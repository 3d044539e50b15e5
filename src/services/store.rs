//! src/services/store.rs
//!
//! The seam between the file manager and the bucket it fronts. Everything the
//! rest of the crate needs from the store goes through [`ObjectStore`]: one
//! listing call, one signing call, and a reachability probe. [`S3Store`] is the
//! production implementation on top of `aws-sdk-s3`.

use crate::models::presigned::{PresignedOperation, Verb};
use async_trait::async_trait;
use aws_sdk_s3::{
    Client as S3Client,
    config::{BehaviorVersion, Credentials, Region},
    error::DisplayErrorContext,
    presigning::PresigningConfig,
};
use std::{fmt, time::Duration};
use thiserror::Error;
use tracing::debug;

/// One object returned by a listing call.
#[derive(Clone, Debug, PartialEq, Eq)]
pub struct ObjectSummary {
    pub key: String,
    pub size: u64,
}

/// Raw result of a single ListObjectsV2-style call.
#[derive(Clone, Debug, Default, PartialEq, Eq)]
pub struct ListPage {
    pub objects: Vec<ObjectSummary>,
    pub common_prefixes: Vec<String>,
}

#[derive(Debug, Error)]
pub enum StoreError {
    #[error("object store unavailable: {0}")]
    Unavailable(String),
    #[error("presign request rejected: {0}")]
    InvalidPresign(String),
}

pub type StoreResult<T> = Result<T, StoreError>;

/// Operations the file manager needs from the object store.
///
/// Implementations must not mutate the bucket: listing and signing are both
/// read-only with respect to stored objects.
#[async_trait]
pub trait ObjectStore: Send + Sync {
    /// List keys beginning with `prefix`. With a delimiter, keys sharing a
    /// segment past the prefix are grouped into `common_prefixes`.
    async fn list(&self, prefix: &str, delimiter: Option<&str>) -> StoreResult<ListPage>;

    /// Sign `op` and return the resulting URL.
    async fn presign(&self, op: &PresignedOperation) -> StoreResult<String>;

    /// Check that the bucket is reachable with the configured credentials.
    async fn probe(&self) -> StoreResult<()>;
}

/// Connection settings for [`S3Store`].
#[derive(Clone)]
pub struct S3Settings {
    pub bucket: String,
    pub region: String,
    pub access_key_id: String,
    pub secret_access_key: String,
    /// Custom endpoint for S3-compatible stores. Enables path-style addressing.
    pub endpoint: Option<String>,
}

impl fmt::Debug for S3Settings {
    fn fmt(&self, f: &mut fmt::Formatter<'_>) -> fmt::Result {
        f.debug_struct("S3Settings")
            .field("bucket", &self.bucket)
            .field("region", &self.region)
            .field("access_key_id", &self.access_key_id)
            .field("secret_access_key", &"<redacted>")
            .field("endpoint", &self.endpoint)
            .finish()
    }
}

/// [`ObjectStore`] backed by one AWS S3 (or S3-compatible) bucket.
#[derive(Clone)]
pub struct S3Store {
    client: S3Client,
    bucket: String,
}

impl S3Store {
    pub fn new(settings: &S3Settings) -> Self {
        let credentials = Credentials::new(
            settings.access_key_id.clone(),
            settings.secret_access_key.clone(),
            None,
            None,
            "s3-file-manager",
        );

        let mut builder = aws_sdk_s3::config::Builder::new()
            .behavior_version(BehaviorVersion::latest())
            .region(Region::new(settings.region.clone()))
            .credentials_provider(credentials);

        if let Some(endpoint) = settings.endpoint.as_deref() {
            builder = builder.endpoint_url(endpoint).force_path_style(true);
        }

        Self {
            client: S3Client::from_conf(builder.build()),
            bucket: settings.bucket.clone(),
        }
    }

    pub fn bucket(&self) -> &str {
        &self.bucket
    }
}

#[async_trait]
impl ObjectStore for S3Store {
    async fn list(&self, prefix: &str, delimiter: Option<&str>) -> StoreResult<ListPage> {
        let mut request = self
            .client
            .list_objects_v2()
            .bucket(&self.bucket)
            .prefix(prefix);
        if let Some(delimiter) = delimiter {
            request = request.delimiter(delimiter);
        }

        let output = request
            .send()
            .await
            .map_err(|err| StoreError::Unavailable(DisplayErrorContext(err).to_string()))?;

        let objects = output
            .contents()
            .iter()
            .filter_map(|item| {
                item.key().map(|key| ObjectSummary {
                    key: key.to_string(),
                    size: item.size().unwrap_or(0).max(0) as u64,
                })
            })
            .collect::<Vec<_>>();

        let common_prefixes = output
            .common_prefixes()
            .iter()
            .filter_map(|p| p.prefix().map(str::to_string))
            .collect::<Vec<_>>();

        debug!(
            bucket = %self.bucket,
            prefix,
            objects = objects.len(),
            prefixes = common_prefixes.len(),
            truncated = output.is_truncated().unwrap_or(false),
            "listed objects"
        );

        Ok(ListPage {
            objects,
            common_prefixes,
        })
    }

    async fn presign(&self, op: &PresignedOperation) -> StoreResult<String> {
        let config = PresigningConfig::expires_in(Duration::from_secs(op.expires_in_seconds))
            .map_err(|err| StoreError::InvalidPresign(err.to_string()))?;

        let request = match op.verb {
            Verb::Get => self
                .client
                .get_object()
                .bucket(&self.bucket)
                .key(&op.key)
                .presigned(config)
                .await
                .map_err(|err| StoreError::Unavailable(DisplayErrorContext(err).to_string()))?,
            Verb::Put => {
                let mut put = self.client.put_object().bucket(&self.bucket).key(&op.key);
                if let Some(content_type) = op.content_type.as_deref() {
                    put = put.content_type(content_type);
                }
                put.presigned(config)
                    .await
                    .map_err(|err| StoreError::Unavailable(DisplayErrorContext(err).to_string()))?
            }
        };

        debug!(verb = %op.verb, key = %op.key, "presigned request");
        Ok(request.uri().to_string())
    }

    async fn probe(&self) -> StoreResult<()> {
        self.client
            .head_bucket()
            .bucket(&self.bucket)
            .send()
            .await
            .map_err(|err| StoreError::Unavailable(DisplayErrorContext(err).to_string()))?;
        Ok(())
    }
}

_Assigned task:_ In the records above, how many lines include the string "PartialEq"? Answer with only the number.

_Output:_ 2